* Assignment *
Check every line of the data below for the string "None", and copy the ones that hold it.

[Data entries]
========================================================================

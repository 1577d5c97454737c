//! Conversions between [`Value`] and the engine's value types.

use dbgrid_core::{Row, Value};
use rusqlite::ToSql;
use rusqlite::types::{ToSqlOutput, ValueRef};

/// Binds a [`Value`] as a statement parameter without copying it.
pub(crate) struct Param<'a>(pub(crate) &'a Value);

impl ToSql for Param<'_> {
    fn to_sql(&self) -> rusqlite::Result<ToSqlOutput<'_>> {
        let value = match self.0 {
            Value::Null => ValueRef::Null,
            Value::Integer(i) => ValueRef::Integer(*i),
            Value::Real(f) => ValueRef::Real(*f),
            Value::Text(s) => ValueRef::Text(s.as_bytes()),
            Value::Blob(b) => ValueRef::Blob(b),
        };
        Ok(ToSqlOutput::Borrowed(value))
    }
}

/// Copies an engine value out of a result row.
pub(crate) fn from_value_ref(value: ValueRef<'_>) -> Value {
    match value {
        ValueRef::Null => Value::Null,
        ValueRef::Integer(i) => Value::Integer(i),
        ValueRef::Real(f) => Value::Real(f),
        ValueRef::Text(bytes) => Value::Text(String::from_utf8_lossy(bytes).into_owned()),
        ValueRef::Blob(bytes) => Value::Blob(bytes.to_vec()),
    }
}

/// Materializes the current result row as a name → value mapping.
pub(crate) fn read_row(row: &rusqlite::Row<'_>, names: &[String]) -> rusqlite::Result<Row> {
    let mut out = Row::new();
    for (idx, name) in names.iter().enumerate() {
        out.insert(name.as_str(), from_value_ref(row.get_ref(idx)?));
    }
    Ok(out)
}
//! Audio cue routing
//!
//! The game only decides *when* a cue plays. Playback belongs to an
//! [`AudioSink`] supplied by the host; without one every call is a no-op.

use crate::sim::GameEvent;

/// Sound effect types
#[derive(Debug, Clone, Copy, PartialEq, Eq, Hash)]
pub enum AudioCue {
    /// Bullet fired
    Fire,
    /// Target destroyed or tank crashed
    Impact,
    /// Level cleared
    Win,
}

impl AudioCue {
    pub fn as_str(self) -> &'static str {
        match self {
            AudioCue::Fire => "fire",
            AudioCue::Impact => "impact",
            AudioCue::Win => "win",
        }
    }
}

/// Playback backend. Calls are fire-and-forget.
pub trait AudioSink {
    fn play(&mut self, cue: AudioCue, volume: f32);

    fn set_volume(&mut self, volume: f32);

    /// Start the looping background track
    fn start_music(&mut self, _volume: f32) {}
}

/// Cue triggered by a frame event, if any
pub fn cue_for(event: &GameEvent) -> Option<AudioCue> {
    match event {
        GameEvent::Fired { .. } => Some(AudioCue::Fire),
        GameEvent::Impact { .. } => Some(AudioCue::Impact),
        GameEvent::LevelCleared { .. } => Some(AudioCue::Win),
        GameEvent::PhaseChanged { .. }
        | GameEvent::GameOver { .. }
        | GameEvent::VolumeChanged(_) => None,
    }
}

/// Audio manager for the game
pub struct AudioManager {
    sink: Option<Box<dyn AudioSink>>,
    volume: f32,
    muted: bool,
}

impl Default for AudioManager {
    fn default() -> Self {
        Self::new(crate::settings::DEFAULT_VOLUME)
    }
}

impl AudioManager {
    /// Manager with no backend attached
    pub fn new(volume: f32) -> Self {
        Self {
            sink: None,
            volume: volume.clamp(0.0, 1.0),
            muted: false,
        }
    }

    pub fn with_sink(mut self, sink: Box<dyn AudioSink>) -> Self {
        self.sink = Some(sink);
        self
    }

    pub fn has_sink(&self) -> bool {
        self.sink.is_some()
    }

    pub fn volume(&self) -> f32 {
        self.volume
    }

    /// Set master volume (0.0 - 1.0) and forward it to the sink
    pub fn set_volume(&mut self, volume: f32) {
        if !volume.is_finite() {
            return;
        }
        self.volume = volume.clamp(0.0, 1.0);
        let effective = self.effective_volume();
        if let Some(sink) = self.sink.as_mut() {
            sink.set_volume(effective);
        }
    }

    /// Mute/unmute all audio
    pub fn set_muted(&mut self, muted: bool) {
        self.muted = muted;
        let effective = self.effective_volume();
        if let Some(sink) = self.sink.as_mut() {
            sink.set_volume(effective);
        }
    }

    pub fn effective_volume(&self) -> f32 {
        if self.muted { 0.0 } else { self.volume }
    }

    pub fn start_music(&mut self) {
        let volume = self.effective_volume();
        if let Some(sink) = self.sink.as_mut() {
            sink.start_music(volume);
        }
    }

    /// Play a cue at the current volume
    pub fn play(&mut self, cue: AudioCue) {
        let volume = self.effective_volume();
        if volume <= 0.0 {
            return;
        }
        if let Some(sink) = self.sink.as_mut() {
            sink.play(cue, volume);
        }
    }

    /// Route one frame's events to cues and volume changes
    pub fn handle_events(&mut self, events: &[GameEvent]) {
        for event in events {
            if let GameEvent::VolumeChanged(volume) = event {
                self.set_volume(*volume);
            } else if let Some(cue) = cue_for(event) {
                self.play(cue);
            }
        }
    }
}

/// Sink that only logs cues (headless runs)
#[derive(Debug, Default)]
pub struct LogSink;

impl AudioSink for LogSink {
    fn play(&mut self, cue: AudioCue, volume: f32) {
        log::debug!("audio: {} at {:.2}", cue.as_str(), volume);
    }

    fn set_volume(&mut self, volume: f32) {
        log::debug!("audio: volume {volume:.2}");
    }

    fn start_music(&mut self, volume: f32) {
        log::debug!("audio: music at {volume:.2}");
    }
}
//! Container Tanker entry point
//!
//! Runs the simulation headless on a fixed-step clock with a simple
//! autopilot at the controls. Useful for smoke-testing tuning files:
//!
//! ```text
//! RUST_LOG=info container-tanker [tuning.json] [settings.json]
//! ```

use std::path::Path;

use glam::Vec2;

use container_tanker::audio::{AudioManager, LogSink};
use container_tanker::platform::{Clock, FixedStepClock, InputEvent, Key};
use container_tanker::renderer::{Renderer, draw_frame, particle_instances};
use container_tanker::sim::{Badge, FrameInput, FrameStatus, GamePhase, GameState, advance};
use container_tanker::ui::{Button, VolumeSlider};
use container_tanker::{Settings, Tuning};

/// Stop after this many simulated seconds
const MAX_SECONDS: f64 = 300.0;
/// Frames the autopilot waits between shots
const FIRE_COOLDOWN: u32 = 30;

/// Renderer that only counts calls
#[derive(Debug, Default)]
struct FrameStats {
    draw_calls: u64,
    particles: u64,
}

impl Renderer for FrameStats {
    fn background_frame(&mut self, _index: usize) {
        self.draw_calls += 1;
    }
    fn background_gradient(&mut self, _top: [f32; 4], _bottom: [f32; 4]) {
        self.draw_calls += 1;
    }
    fn title(&mut self, _text: &str, _center: Vec2, _tilt_degrees: f32) {
        self.draw_calls += 1;
    }
    fn trail(&mut self, _from: Vec2, _to: Vec2, _color: [f32; 4]) {
        self.draw_calls += 1;
    }
    fn vehicle(&mut self, _pos: Vec2, _heading: f32, _turret_angle: f32) {
        self.draw_calls += 1;
    }
    fn projectile(&mut self, _pos: Vec2, _angle: f32) {
        self.draw_calls += 1;
    }
    fn target(&mut self, _pos: Vec2, _badge: Badge) {
        self.draw_calls += 1;
    }
    fn particle(&mut self, _pos: Vec2, _radius: f32, _color: [f32; 4]) {
        self.draw_calls += 1;
        self.particles += 1;
    }
    fn banner(&mut self, text: &str, _center: Vec2) {
        self.draw_calls += 1;
        log::trace!("banner: {text}");
    }
    fn hud(&mut self, _text: &str, _pos: Vec2) {
        self.draw_calls += 1;
    }
    fn button(&mut self, _button: &Button, _hovered: bool) {
        self.draw_calls += 1;
    }
    fn slider(&mut self, _slider: &VolumeSlider) {
        self.draw_calls += 1;
    }
}

/// Scripted player: start, shoot at the nearest target, advance levels
#[derive(Debug, Default)]
struct Autopilot {
    cooldown: u32,
}

impl Autopilot {
    fn input(&mut self, state: &GameState, now: f64) -> FrameInput {
        let mut input = FrameInput::at(now);
        self.cooldown = self.cooldown.saturating_sub(1);

        match state.phase {
            GamePhase::Menu => input.events.push(InputEvent::KeyPressed(Key::S)),
            GamePhase::Playing => {
                if let Some(aim) = lead_nearest(state) {
                    input.pointer = aim;
                    if self.cooldown == 0 && state.ammo > 0 {
                        input.events.push(InputEvent::Click(aim));
                        self.cooldown = FIRE_COOLDOWN;
                    }
                }
            }
            GamePhase::LevelComplete if !state.is_final_level() && !state.has_starbursts() => {
                input.events.push(InputEvent::KeyPressed(Key::Space));
            }
            GamePhase::Starting | GamePhase::LevelComplete | GamePhase::GameOver => {}
        }
        input
    }
}

/// Where the nearest target will be when a bullet reaches it
fn lead_nearest(state: &GameState) -> Option<Vec2> {
    let origin = state.vehicle.pos;
    let target = state.targets.iter().min_by(|a, b| {
        let da = origin.distance_squared(a.pos);
        da.total_cmp(&origin.distance_squared(b.pos))
    })?;
    let flight = origin.distance(target.pos) / state.tuning.bullet_speed;
    Some(target.pos + target.vel * flight)
}

fn main() {
    env_logger::init();
    log::info!("Container Tanker (headless) starting...");

    let mut args = std::env::args().skip(1);
    let tuning = args
        .next()
        .map(|path| Tuning::load(Path::new(&path)))
        .unwrap_or_default();
    let settings = args
        .next()
        .map(|path| Settings::load(Path::new(&path)))
        .unwrap_or_default();

    let mut clock = FixedStepClock::at_fps(tuning.fps);
    let seed = rand::random::<u64>();
    log::info!("Seed {seed}");

    let mut state = GameState::new(tuning, seed, clock.peek());
    state.widgets.volume.set_value(settings.volume);

    let mut audio = AudioManager::new(settings.volume).with_sink(Box::new(LogSink));
    audio.start_music();

    let mut pilot = Autopilot::default();
    let mut stats = FrameStats::default();
    let mut frames: u64 = 0;
    let mut peak_instances = 0;

    loop {
        let now = clock.now();
        if now > MAX_SECONDS {
            log::warn!("Stopping after {MAX_SECONDS} simulated seconds");
            break;
        }

        let input = pilot.input(&state, now);
        if advance(&mut state, &input) == FrameStatus::Quit {
            break;
        }
        audio.handle_events(&state.events);
        draw_frame(&state, &mut stats, input.pointer, now, &settings);
        peak_instances = peak_instances.max(particle_instances(&state.effects).len());
        frames += 1;

        let finished = match state.phase {
            GamePhase::GameOver => true,
            GamePhase::LevelComplete => state.is_final_level(),
            _ => false,
        };
        if finished && !state.has_starbursts() {
            break;
        }
    }

    log::info!(
        "Finished in {} on level {} with {} bullets left ({} targets remaining)",
        state.phase.as_str(),
        state.level,
        state.ammo,
        state.targets.len()
    );
    log::info!(
        "{frames} frames, {} draw calls, {} particles drawn, peak {peak_instances} instances",
        stats.draw_calls,
        stats.particles
    );
}
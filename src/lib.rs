//! Container Tanker - a single-screen tank arcade game
//!
//! Core modules:
//! - `sim`: Frame simulation (entities, collisions, particles, levels, phase machine)
//! - `tuning`: Data-driven game constants
//! - `settings`: Player preferences
//! - `ui`: Widget registry for menu/end screens and the volume slider
//! - `audio`: Audio cue routing to an optional sink
//! - `renderer`: Draw-call seam for the host renderer
//! - `platform`: Clock and input abstractions

pub mod audio;
pub mod platform;
pub mod renderer;
pub mod settings;
pub mod sim;
pub mod tuning;
pub mod ui;

pub use settings::Settings;
pub use tuning::Tuning;

use glam::Vec2;

/// Game configuration constants (defaults for [`Tuning`])
pub mod consts {
    /// Arena dimensions (screen space, y grows downward)
    pub const ARENA_WIDTH: f32 = 1920.0;
    pub const ARENA_HEIGHT: f32 = 1080.0;

    /// Logical frame rate of the host pump
    pub const FPS: f32 = 120.0;
    /// Background video frame rate
    pub const VIDEO_FPS: f32 = 120.0;

    /// Tank forward speed (pixels per frame)
    pub const TANK_SPEED: f32 = 3.0;
    /// Reverse speed as a fraction of forward speed
    pub const REVERSE_FACTOR: f32 = 0.7;
    /// Tank turn rate (degrees per frame)
    pub const TURN_RATE: f32 = 2.0;
    /// Recoil displacement per shot (pixels)
    pub const RECOIL: f32 = 5.0;
    /// Number of trail points kept for rendering
    pub const TRAIL_LENGTH: usize = 50;

    /// Bullet speed (pixels per frame)
    pub const BULLET_SPEED: f32 = 10.0;
    /// Bullet lifetime (seconds)
    pub const BULLET_LIFETIME: f64 = 2.0;

    /// Target speed (pixels per frame)
    pub const TARGET_SPEED: f32 = 2.0;
    /// Minimum distance of a freshly spawned target from the arena edge
    pub const SPAWN_MARGIN: f32 = 50.0;

    /// Sprite extents used for bounding boxes
    pub const TANK_BODY_SIZE: f32 = 40.0;
    pub const TARGET_SIZE: f32 = 48.0;
    pub const BULLET_SIZE: f32 = 16.0;
}

/// Wrap an angle in degrees to [0, 360)
#[inline]
pub fn wrap_degrees(degrees: f32) -> f32 {
    let wrapped = degrees.rem_euclid(360.0);
    // rem_euclid rounds tiny negative inputs up to exactly 360.0
    if wrapped >= 360.0 { 0.0 } else { wrapped }
}

/// Convert polar (r, theta) to cartesian (x, y)
#[inline]
pub fn polar_to_cartesian(r: f32, theta: f32) -> Vec2 {
    Vec2::new(r * theta.cos(), r * theta.sin())
}

/// Clamp a position into `[0, size.x] x [0, size.y]`
#[inline]
pub fn clamp_to_arena(pos: Vec2, size: Vec2) -> Vec2 {
    Vec2::new(pos.x.clamp(0.0, size.x), pos.y.clamp(0.0, size.y))
}

#[cfg(test)]
mod tests {
    use super::*;

    #[test]
    fn test_wrap_degrees() {
        assert_eq!(wrap_degrees(0.0), 0.0);
        assert_eq!(wrap_degrees(360.0), 0.0);
        assert_eq!(wrap_degrees(362.0), 2.0);
        assert_eq!(wrap_degrees(-2.0), 358.0);
        let tiny = wrap_degrees(-1e-6);
        assert!((0.0..360.0).contains(&tiny));
    }

    #[test]
    fn test_clamp_to_arena() {
        let size = Vec2::new(100.0, 50.0);
        let inside = Vec2::new(40.0, 20.0);
        assert_eq!(
            clamp_to_arena(Vec2::new(-5.0, 60.0), size),
            Vec2::new(0.0, 50.0)
        );
        assert_eq!(clamp_to_arena(inside, size), inside);
    }

    #[test]
    fn test_polar_to_cartesian() {
        let p = polar_to_cartesian(10.0, std::f32::consts::FRAC_PI_2);
        assert!(p.x.abs() < 1e-4);
        assert!((p.y - 10.0).abs() < 1e-4);
    }
}
/// Fire one bullet toward `aim`. Returns false when out of ammo.
pub fn fire(state: &mut GameState, aim: Vec2, now: f64) -> bool {
    if state.ammo == 0 {
        return false;
    }

    let tank = &mut state.vehicle;
    tank.aim_at(aim);
    let bullet = Projectile::fire(tank.pos, tank.turret_angle, state.tuning.bullet_speed, now);
    tank.apply_recoil(&state.tuning);

    state.ammo -= 1;
    log::debug!(
        "Fired from ({:.0}, {:.0}) at {:.1} deg, {} left",
        bullet.pos.x,
        bullet.pos.y,
        bullet.angle,
        state.ammo
    );
    state.events.push(GameEvent::Fired {
        pos: bullet.pos,
        angle: bullet.angle,
    });
    state.projectiles.push(bullet);
    true
}

/// Clear the session and return to the title screen
pub fn reset_to_menu(state: &mut GameState, now: f64) {
    state.level = 1;
    state.ammo = 0;
    state.projectiles.clear();
    state.targets.clear();
    state.effects.clear();
    state.vehicle = Vehicle::new(state.tuning.arena_center());
    state.background.reset(now);
    state.set_phase(GamePhase::Menu);
}

fn update_menu(state: &mut GameState, input: &FrameInput) {
    let slider = &mut state.widgets.volume;
    if let Some(volume) = slider.update(input.pointer, input.primary_down) {
        state.events.push(GameEvent::VolumeChanged(volume));
    }
}

fn update_starting(state: &mut GameState, now: f64) {
    update_effects(&mut state.effects, now, state.tuning.frame_time());
    if !state.has_starbursts() {
        level::start_level(state, now);
    }
}

fn update_playing(state: &mut GameState, input: &FrameInput) {
    let now = input.now;

    let tank = &mut state.vehicle;
    tank.update(&input.keys, input.pointer, &state.tuning);

    for bullet in &mut state.projectiles {
        bullet.advance();
    }
    state.projectiles.retain(|b| b.is_live(now, &state.tuning));

    let report = resolve_targets(
        &state.vehicle,
        &mut state.targets,
        &mut state.projectiles,
        &state.tuning,
    );
    for pos in report.destroyed_at {
        log::debug!("Target destroyed at ({:.0}, {:.0})", pos.x, pos.y);
        state.spawn_impact(pos, now);
    }
    if let Some(pos) = report.vehicle_hit {
        state.spawn_impact(pos, now);
        lose_level(state, GameOverReason::TankHit, now);
    }

    update_effects(&mut state.effects, now, state.tuning.frame_time());

    if state.phase != GamePhase::Playing {
        return;
    }
    match level::evaluate(state) {
        LevelOutcome::Cleared => complete_level(state, now),
        LevelOutcome::OutOfAmmo => lose_level(state, GameOverReason::OutOfAmmo, now),
        LevelOutcome::InProgress => {}
    }
}

fn complete_level(state: &mut GameState, now: f64) {
    let text = level::config_for(state.level).completion_banner(state.level);
    let banner = ParticleEffect::starburst(
        &mut state.rng,
        text,
        state.tuning.arena_center(),
        now,
        StarburstStyle::festive(),
    );
    state.show_banner(banner);
    let level = state.level;
    state.events.push(GameEvent::LevelCleared { level });
    state.set_phase(GamePhase::LevelComplete);
}

fn lose_level(state: &mut GameState, reason: GameOverReason, now: f64) {
    let text = match reason {
        GameOverReason::TankHit => TANK_HIT_BANNER,
        GameOverReason::OutOfAmmo => OUT_OF_AMMO_BANNER,
    };
    let banner = ParticleEffect::starburst(
        &mut state.rng,
        text,
        state.tuning.arena_center(),
        now,
        StarburstStyle::default(),
    );
    state.show_banner(banner);
    state.events.push(GameEvent::GameOver { reason });
    state.set_phase(GamePhase::GameOver);
}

========================================================================

* Exercise result *
        | GameEvent::VolumeChanged(_) => None,
            sink: None,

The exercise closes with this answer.